Elezioni politiche 2013: “Che entrino i Clown”, titola l’Economist

Elezioni politiche 2013: “Che entrino i Clown”, titola l’Economist

Le elezioni politiche 2013 non sono solo un tema caldo nel “Bel Paese”, ma anche al di fuori dei confini. Le maggiori testate internazionali non hanno esitato a riportare ciò che sta succedendo in Italia sul piano politico: una tragicommedia all’italiana.

L’Economist, settimale britannico, ha dedicato copertina ed editoriale del numero che uscirà il 2 Marzo alle disastrose elezioni politiche.

Signore e signori, “Che entrino i Clown. Come Beppe Grillo e Silvio Berlusconi minacciano il futuro dell’Italia e dell’Euro” si legge sulla copertina, dove accanto all’immagine dei politici, non manca un’irriverente identikit dei due: il primo è considerato un neofita della politica, secondo cui “tutti i politici sono truffatori” e l’obiettivo è quello di sospendere i pagamenti del debito pubblico, mentre il secondo (e qui le battute incalzano) viene definito “primo ministro orizzontale”, di 76 anni (“esclusi i capelli”), il cui slogan è “venite a casa mia e portate un’amica” e il cui obiettivo è “rimanere fuori dal carcere”.

Quest’uscita fa seguito all’esternazione del leader della SPD tedesca candidato cancelliere Peer Steinbrueck, che aveva attaccato i risultati delle elezioni italiane dicendo che “in Italia hanno vinto due clown“.

Qual’è lo stato di animo di un italiano di fronte a questa copertina? Che emoziona può suscitargli?

Anche di fronte ad un’immagine siamo divisi: c’è chi prova rabbia, c’è chi la trova geniale e c’è chi aspetta l’editoriale dell’Econosmist per dare sentenza.
La rabbia di sicuro la proverà chi ha votato uno dei due “politici” in questione, o chi vorrebbe che in questo momento delicato si trattasse con più rispetto questa nazione frammentata. La rassegnazione appartiene a chi pensa che non ci sia via di uscita da questo calderone bollente.
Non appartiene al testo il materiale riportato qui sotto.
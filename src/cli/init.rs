use std::fs;
use std::path::{Path, PathBuf};

use anyhow::{Context, bail};

use crate::auth::SecretHasher;
use crate::config::ServerConfig;
use crate::crypto::SecretBox;
use crate::server::validation::{validate_password, validate_username};
use crate::store::{IdentityStore, SqliteStore, Store};

pub const ADMIN_ROLE: &str = "admin";

pub struct InitOptions {
    pub data_dir: PathBuf,
    pub username: Option<String>,
    pub email: Option<String>,
    pub password: Option<String>,
    pub non_interactive: bool,
}

#[cfg(unix)]
fn set_restrictive_permissions(path: &Path) {
    use std::os::unix::fs::PermissionsExt;
    if let Err(e) = fs::set_permissions(path, fs::Permissions::from_mode(0o600)) {
        tracing::warn!("Failed to set permissions on {}: {e}", path.display());
    }
}

#[cfg(not(unix))]
fn set_restrictive_permissions(_path: &Path) {}

/// Writes a fresh encryption key unless one already exists.
fn ensure_encryption_key(config: &ServerConfig) -> anyhow::Result<bool> {
    let path = config.encryption_key_path();
    if config.encryption_key.is_some() || path.exists() {
        return Ok(false);
    }
    fs::write(&path, SecretBox::generate_key())
        .with_context(|| format!("failed to write {}", path.display()))?;
    set_restrictive_permissions(&path);
    Ok(true)
}

fn prompt_username() -> anyhow::Result<String> {
    Ok(inquire::Text::new("Admin username:")
        .with_default("admin")
        .with_validator(|input: &str| {
            Ok(match validate_username(input) {
                Ok(()) => inquire::validator::Validation::Valid,
                Err(e) => inquire::validator::Validation::Invalid(e.message.into()),
            })
        })
        .prompt()?)
}

fn prompt_password() -> anyhow::Result<String> {
    Ok(inquire::Password::new("Admin password:")
        .with_validator(|input: &str| {
            Ok(match validate_password(input) {
                Ok(()) => inquire::validator::Validation::Valid,
                Err(e) => inquire::validator::Validation::Invalid(e.message.into()),
            })
        })
        .prompt()?)
}

/// Creates the database, seeds the permission catalogue and bootstraps the
/// admin role and first admin user.
pub fn run_init(options: InitOptions) -> anyhow::Result<()> {
    fs::create_dir_all(&options.data_dir)?;
    let config = ServerConfig {
        data_dir: options.data_dir.clone(),
        ..ServerConfig::default()
    };

    let store = SqliteStore::new(config.db_path())?;
    store.initialize()?;
    store.seed_permissions()?;

    if store.has_admin_user()? {
        bail!(
            "Server already initialized: {} has an admin user",
            config.db_path().display()
        );
    }

    let wrote_key = ensure_encryption_key(&config)?;

    let username = match options.username {
        Some(name) => name,
        None if options.non_interactive => bail!("--username is required with --non-interactive"),
        None => prompt_username()?,
    };
    let password = match options.password {
        Some(password) => password,
        None if options.non_interactive => bail!("--password is required with --non-interactive"),
        None => prompt_password()?,
    };
    validate_username(&username).map_err(|e| anyhow::anyhow!(e.message))?;
    validate_password(&password).map_err(|e| anyhow::anyhow!(e.message))?;
    let email = options
        .email
        .unwrap_or_else(|| format!("{username}@localhost"));

    let hash = SecretHasher::new().hash(&password)?;
    let role = match store.get_role_by_name(ADMIN_ROLE)? {
        Some(role) => role,
        None => store.create_role(ADMIN_ROLE, Some("Full administrative access"), true)?,
    };
    let user = store.create_user(&username, &email, &hash)?;
    store.assign_role(user.id, role.id)?;

    println!();
    println!("========================================");
    println!("Database:       {}", config.db_path().display());
    if wrote_key {
        println!("Encryption key: {}", config.encryption_key_path().display());
    }
    println!("Admin user:     {username}");
    println!("========================================");
    println!();

    Ok(())
}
Ma, in fondo in questa copertina qualche piccola verità c’è. Da un lato abbiamo un uomo che nasce come comico, diventa velocemente leader e garante di un movimento che raccoglie milioni di persone disgustate dalla condizione attuale mosse dalla voglia di ribellarsi alle logiche politiche ed economiche; dall’altro abbiamo un imprenditore che si è “fatto da solo” e sempre “da solo” è diventato il capo di uno dei più grandi partiti italiani. Un uomo che ha giocato con i poteri conferitegli per emanare e far passare leggi ad personam mentre, nel frattempo, impegnava buona parte delle sue giornate a organizzare banchetti nelle sue “corti”.

Forse chi vive qui, e vuole continuare a vivere, ha dimenticato il marciume degli ultimi venti anni facendosi abindolare dalle promesse dell’uno e dell’altro di turno. Ed è normale allora che un giudizio senza peli possa saltare fuori e far sobbalzare gli animi.

Esiste ancora qualcuno che possa prenderci sul serio? Esiste qualcuno che pensi agli italiani senza tirar fuori storie di tette e latin lover? Esiste qualcosa di veramente buono in questo paese, qualcosa da essere messa in risalto sulla copertina di un giornale, o sono sempre e solo speculazioni?

Il dato che ha destato la mia attenzione, legato ai risultati delle elezioni, è quello degli italiani all’estero, cioè di quelli che sono scappati e che si sono rifatti una vita altrove, dove pare che stiano bene e siano lontani da macchinazioni politiche ed economiche. Ebbene, gli italiani all’estero hanno proiettato quelli che sarebbero dovuto essere i nostri voti.

Noi che viviamo qui siamo riusciti a far “risorgere” Berlusconi da un “gabinetto” e a dare a Grillo un potere a cui neanche lontanamente vorrà dir di no, per cui è facile far passare un compromesso come un inciucio politico.

Signori e signore, fra poco la riscossione dei biglietti.